С каждым днем подмостки жизни все больше соответствовали своеобразию дарований и стремлений Гексли, ибо, пока он прибирал к рукам науку, наука прибирала к рукам викторианский мир. В известном смысле она и сотворила викторианство, создав предпосылки для промышленной революции и господства среднего класса. Победа среднего класса резче выявила противоречие меж протестантской верой и утилитарным рационализмом, подспудно созревавшее в сознании представителей этого класса, — и рационализм одержал верх. По части истоков сущего первым авторитетом вместо Моисея стал Дарвин, и его же начинали признавать первым авторитетом по части нравов. Да и само протестантство, надо сказать, при всей своей похвальной христианской праведности давным-давно отпустило политике «laissez faire» ее кровавые грехи и теперь мирно внимало поучениям Спенсера о том, как добродетельно и необходимо, чтобы неудачники умирали с голоду.
Тем временем зажиточное мещанство достигло некоего состояния устойчивого равновесия, которое в нынешнем вихре перемен стало символом социальной незыблемости. Отменив Хлебный закон[226]
и законы о запрещении профсоюзов, улучшив условия труда на фабриках и сократив рабочий день, мещанство на время снискало себе поддержку рабочих; а избирая и переизбирая на различные должности аристократов, покрикивая на них в печати и с церковной кафедры, потеснив их у кормила власти, оно и из знати сделало нечто себе подобное, столь же степенное и негероическое. Англия не то чтобы разделалась со своими проблемами, а скорей заставила их отступить. Внушительная в своем единстве, несмотря на глухие и серьезные противоречия; словоохотливо и внятно изъясняющаяся в стихах и прозе, несмотря на изрядный сумбур в голове, великолепная в своей энергии, осторожная в компромиссах, она черпала вдохновение в чудесах Всемирной выставки, стращала себя кошмарами обезьяньего прошлого, а теперь утешалась прогрессом и барышами, по всей видимости, надежными и непреложными, как бег самого времени.Прогресс не был больше нежданным и хрупким детищем случая и таланта. Он сделался упорядоченным, методичным, даже механизированным. Под методом и механизацией следует понимать, естественно, науку и ее техническое оснащение. Ученый с его приборами стал сверхчеловеком, чьи богоподобные таланты, всепроникающие и трепетно чуткие, равно устремлены в пучины беспредельно малого и беспредельно великого. Одна за другой прорезали тьму гипотезы, медленно, неуклонно совершенствуясь и оттачиваясь в эмпирическом соприкосновении с действительностью.
Необходимость быстро теряла свой престиж матери изобретений и открытий. Так, исследования Максвелла в области электромагнитных волн пятьдесят лет прождали своего часа, покуда ими не воспользовался изобретатель радио Маркони.
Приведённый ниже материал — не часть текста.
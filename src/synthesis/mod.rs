//! Speech synthesis
//!
//! `SynthesisQueue` speaks queued tasks strictly one at a time: the next task
//! is dequeued only after the current one completes, fails or is cancelled.
//! `AutoSpeaker` decides which translated messages get queued.

mod auto_speak;
mod capability;
mod queue;

pub use auto_speak::AutoSpeaker;
pub use capability::{SynthesisCapability, SynthesisSettings, SynthesisTask, Synthesizer, VoiceOptions};
pub use queue::{SynthesisEvent, SynthesisQueue};
use chrono::{DateTime, Utc};
use serde::{Deserialize, Serialize};
use std::fmt;
use tokio::sync::mpsc;
use uuid::Uuid;

use crate::gateway::ServerEvent;

/// Sending half of a session's transport.
///
/// Deliveries never block; a send to a closed transport just fails.
pub type Outbox = mpsc::UnboundedSender<ServerEvent>;

#[derive(Debug, Clone, Copy, PartialEq, Eq, Hash, PartialOrd, Ord, Serialize, Deserialize)]
#[serde(transparent)]
pub struct SessionId(Uuid);

impl SessionId {
    pub fn new() -> Self {
        Self(Uuid::new_v4())
    }
}

impl Default for SessionId {
    fn default() -> Self {
        Self::new()
    }
}

impl fmt::Display for SessionId {
    fn fmt(&self, f: &mut fmt::Formatter<'_>) -> fmt::Result {
        write!(f, "{}", self.0)
    }
}

/// A live connection and its identity.
#[derive(Debug, Clone)]
pub struct Session {
    pub id: SessionId,

    /// Identity claimed by the client, if any
    pub user_id: Option<String>,

    /// Room the session is currently in
    pub room_id: Option<String>,

    pub connected_at: DateTime<Utc>,

    outbox: Outbox,
}

impl Session {
    pub(crate) fn new(user_id: Option<String>, outbox: Outbox) -> Self {
        Self {
            id: SessionId::new(),
            user_id,
            room_id: None,
            connected_at: Utc::now(),
            outbox,
        }
    }

    /// User id shown to other participants. Falls back to the session id
    /// for anonymous connections.
    pub fn participant_id(&self) -> String {
        self.user_id
            .clone()
            .unwrap_or_else(|| format!("guest-{}", self.id))
    }

    pub fn outbox(&self) -> Outbox {
        self.outbox.clone()
    }

    /// Returns false when the transport has already closed.
    pub fn deliver(&self, event: ServerEvent) -> bool {
        self.outbox.send(event).is_ok()
    }
}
Прилежно потирая Аладдинову лампу науки, викторианцы вызывали такие полчища слуг ее, что пока лишь самых маломощных и нехитрых из них удавалось занять полезной работой.
Однако даже этих немногих, слабосильных и нехитрых оказалось достаточно, чтобы провозвестить наступление века техники. Начав систематически применять энергию пара в своих повседневных целях, человек уже одним этим за несколько десятилетий изменил физические условия своего существования в большей степени, чем за несколько минувших столетий. Он уже начал свой удивительный путь паломника сквозь дремучие дебри механики. А в дебрях этих все менялось с волшебной быстротой, и человек день ото дня жил со все более грозным сознанием своих возможностей и своих искушений, в вечном и остром раздвоении человеческого существа. С одной стороны пути его манила улыбкой утопия, с другой — готов был разверзнуться ад кромешный.
Но в 1870 году об опасностях, таящихся в дремучих лесах механики, почти не подозревали. Опыт показал, что машина способна довести до нищеты и сокрушить физически, создавая самые дикие парадоксы, изобилие бок о бок с нуждою, бездействие наряду с бурной деятельностью. Рёскин пытался показать, что машина способна также привести человека к убожеству и духовному обнищанию, сосредоточив художественное творчество в руках немногих и навязав прочим немоту в искусстве и тупую обыденщину. С другой стороны, она же наводнила мир хлопчатобумажной тканью. Она быстро переносила множество людей через моря и земли. Она дала Европе и Америке возможность переговариваться друг с другом по проводу, проложенному по дну Атлантического океана. Паровой двигатель, газовые фонари, телеграф, открытие болезнетворных бактерий и получение сывороток для борьбы с ними сократили расстояния и одновременно усложнили, осветили и расчистили планету — похоже было, что со временем из нее получится устройство налаженное, хитроумное и надежное, как лучшие швейцарские часы. Средство, которое успешно разрешило столько застарелых проблем, должно было рано или поздно решить и новые, им же самим созданные.